The point? Just as Sisyphus was sentenced to pushing a rock up hill, we are sentenced to write a life story, moment to moment, day after day, from the beginning to the end, even as we struggle with inevitable stretches of tedium and suffering. The point? The story's the point. Don't you see? What you recorded in the journals. The point. The point is to keep pounding away at a satisfying story, even when conditions on the surface seems as dreary, as futile, as exhausting as pushing a rock up hill. The point is to write the best story we can. The point is to keep the story from obsessing over what's lacking, inferior or ugly in life, and instead cast our attention on the good, the true, and the beautiful, never overlooking the pain and the injustice, but confronting them. As Viktor Frankl said it isn't what you expect from life that matters—I'm looking at you Millennials—it's what life expects from you. Life expects that we give back to it. …The book ends with the following words.

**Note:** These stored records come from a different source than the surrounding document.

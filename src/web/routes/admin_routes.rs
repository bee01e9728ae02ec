use axum::{
    Extension, Json, Router,
    extract::{Path, State},
    http::StatusCode,
    routing::{delete, get, post, put},
};
use axum_extra::extract::WithRejection;
use chrono::{DateTime, Utc};
use serde::{Deserialize, Serialize};
use std::sync::Arc;
use tracing::info;

use super::memory_routes::MemoryRequest;
use super::pick_routes::PickCategory;
use crate::db::{
    entities::{memory, pick_option, push_subscription},
    services,
};
use crate::web::models::{AuthenticatedAdmin, SuccessResponse, optional_text, required_text};
use crate::web::{AppError, AppState};

pub fn create_admin_router() -> Router<Arc<AppState>> {
    Router::new()
        .route("/picks", post(create_pick))
        .route("/picks/{id}", put(update_pick).delete(delete_pick))
        .route("/memories/{id}", put(update_memory).delete(delete_memory))
        .route("/subscriptions", get(list_subscriptions))
        .route("/subscriptions/{id}", delete(delete_subscription))
}

// --- Request/Response Structs ---

#[derive(Debug, Deserialize)]
pub struct PickOptionRequest {
    category: String,
    name: String,
    details: Option<String>,
}

/// Subscription as shown to the admin; the push keys stay server-side.
#[derive(Debug, Serialize)]
#[serde(rename_all = "camelCase")]
pub struct SubscriptionResponse {
    id: i32,
    user_name: String,
    endpoint: String,
    created_at: DateTime<Utc>,
    updated_at: DateTime<Utc>,
}

impl From<push_subscription::Model> for SubscriptionResponse {
    fn from(model: push_subscription::Model) -> Self {
        Self {
            id: model.id,
            user_name: model.user_name,
            endpoint: model.endpoint,
            created_at: model.created_at,
            updated_at: model.updated_at,
        }
    }
}

impl PickOptionRequest {
    fn validated(&self) -> Result<(PickCategory, &str, Option<&str>), AppError> {
        let category: PickCategory = self.category.parse()?;
        let name = required_text(&self.name)
            .ok_or_else(|| AppError::InvalidInput("Option name is required.".to_string()))?;
        Ok((category, name, optional_text(self.details.as_deref())))
    }
}

// --- Picks ---

async fn create_pick(
    State(app_state): State<Arc<AppState>>,
    WithRejection(Json(payload), _): WithRejection<Json<PickOptionRequest>, AppError>,
) -> Result<(StatusCode, Json<pick_option::Model>), AppError> {
    let (category, name, details) = payload.validated()?;
    let option = services::create_option(&app_state.db_pool, category.as_str(), name, details).await?;
    Ok((StatusCode::CREATED, Json(option)))
}

async fn update_pick(
    State(app_state): State<Arc<AppState>>,
    Path(id): Path<i32>,
    WithRejection(Json(payload), _): WithRejection<Json<PickOptionRequest>, AppError>,
) -> Result<Json<pick_option::Model>, AppError> {
    let (category, name, details) = payload.validated()?;
    let option = services::update_option(&app_state.db_pool, id, category.as_str(), name, details)
        .await?
        .ok_or_else(|| AppError::NotFound(format!("Pick option {id} not found.")))?;
    Ok(Json(option))
}

async fn delete_pick(
    State(app_state): State<Arc<AppState>>,
    Path(id): Path<i32>,
) -> Result<Json<SuccessResponse>, AppError> {
    let delete_result = services::delete_option(&app_state.db_pool, id).await?;
    if delete_result.rows_affected == 0 {
        return Err(AppError::NotFound(format!("Pick option {id} not found.")));
    }
    Ok(Json(SuccessResponse::ok()))
}

// --- Memories ---

async fn update_memory(
    State(app_state): State<Arc<AppState>>,
    Path(id): Path<i32>,
    WithRejection(Json(payload), _): WithRejection<Json<MemoryRequest>, AppError>,
) -> Result<Json<memory::Model>, AppError> {
    let memory = services::update_memory(&app_state.db_pool, id, payload.fields()?)
        .await?
        .ok_or_else(|| AppError::NotFound(format!("Memory {id} not found.")))?;
    Ok(Json(memory))
}

async fn delete_memory(
    State(app_state): State<Arc<AppState>>,
    Path(id): Path<i32>,
) -> Result<Json<SuccessResponse>, AppError> {
    let delete_result = services::delete_memory(&app_state.db_pool, id).await?;
    if delete_result.rows_affected == 0 {
        return Err(AppError::NotFound(format!("Memory {id} not found.")));
    }
    Ok(Json(SuccessResponse::ok()))
}

// --- Subscriptions ---

async fn list_subscriptions(
    State(app_state): State<Arc<AppState>>,
) -> Result<Json<Vec<SubscriptionResponse>>, AppError> {
    let subscriptions = services::get_all_subscriptions(&app_state.db_pool).await?;
    Ok(Json(subscriptions.into_iter().map(SubscriptionResponse::from).collect()))
}

async fn delete_subscription(
    Extension(admin): Extension<AuthenticatedAdmin>,
    State(app_state): State<Arc<AppState>>,
    Path(id): Path<i32>,
) -> Result<Json<SuccessResponse>, AppError> {
    let delete_result = services::delete_subscription(&app_state.db_pool, id).await?;
    if delete_result.rows_affected == 0 {
        return Err(AppError::NotFound(format!("Subscription {id} not found.")));
    }
    info!(subscription_id = id, admin = %admin.subject, "Subscription removed by admin.");
    Ok(Json(SuccessResponse::ok()))
}
use axum::{
    Json, Router,
    extract::{Query, State},
    routing::{get, post},
};
use axum_extra::extract::WithRejection;
use serde::Deserialize;
use std::sync::Arc;

use crate::db::{entities::notification, services};
use crate::notifications::models::{DispatchSummary, SendNotificationRequest};
use crate::web::models::SuccessResponse;
use crate::web::{AppError, AppState};

pub fn create_notification_router() -> Router<Arc<AppState>> {
    Router::new()
        .route("/", get(list_notifications).delete(delete_notification))
        .route("/send", post(send_notification))
}

#[derive(Debug, Deserialize)]
pub struct DeleteNotificationQuery {
    id: Option<String>,
}

async fn send_notification(
    State(app_state): State<Arc<AppState>>,
    WithRejection(Json(payload), _): WithRejection<Json<SendNotificationRequest>, AppError>,
) -> Result<Json<DispatchSummary>, AppError> {
    let summary = app_state.dispatcher.send_notification(payload).await?;
    Ok(Json(summary))
}

async fn list_notifications(
    State(app_state): State<Arc<AppState>>,
) -> Result<Json<Vec<notification::Model>>, AppError> {
    let notifications = services::get_recent_notifications(&app_state.db_pool).await?;
    Ok(Json(notifications))
}

async fn delete_notification(
    State(app_state): State<Arc<AppState>>,
    Query(query): Query<DeleteNotificationQuery>,
) -> Result<Json<SuccessResponse>, AppError> {
    let id = query
        .id
        .as_deref()
        .and_then(|id| id.trim().parse::<i32>().ok())
        .ok_or_else(|| AppError::InvalidInput("A valid notification id is required.".to_string()))?;

    services::delete_notification(&app_state.db_pool, id).await?;
    Ok(Json(SuccessResponse::ok()))
}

Despair, disappointment, boredom, conformity, pain and hate, are no match for passion, conviction, courage, curiosity, and love. Each of us is sentenced to write a life story. Writing as well and as creatively as you can is the point.
(emphasis is mine)
We live to lure and enchant and console others.
We live to serenade our lovers.
We live to teach ourselves to speak to others.
We live to expand our world,
We live as the birds sing, as the primitive dance their rituals.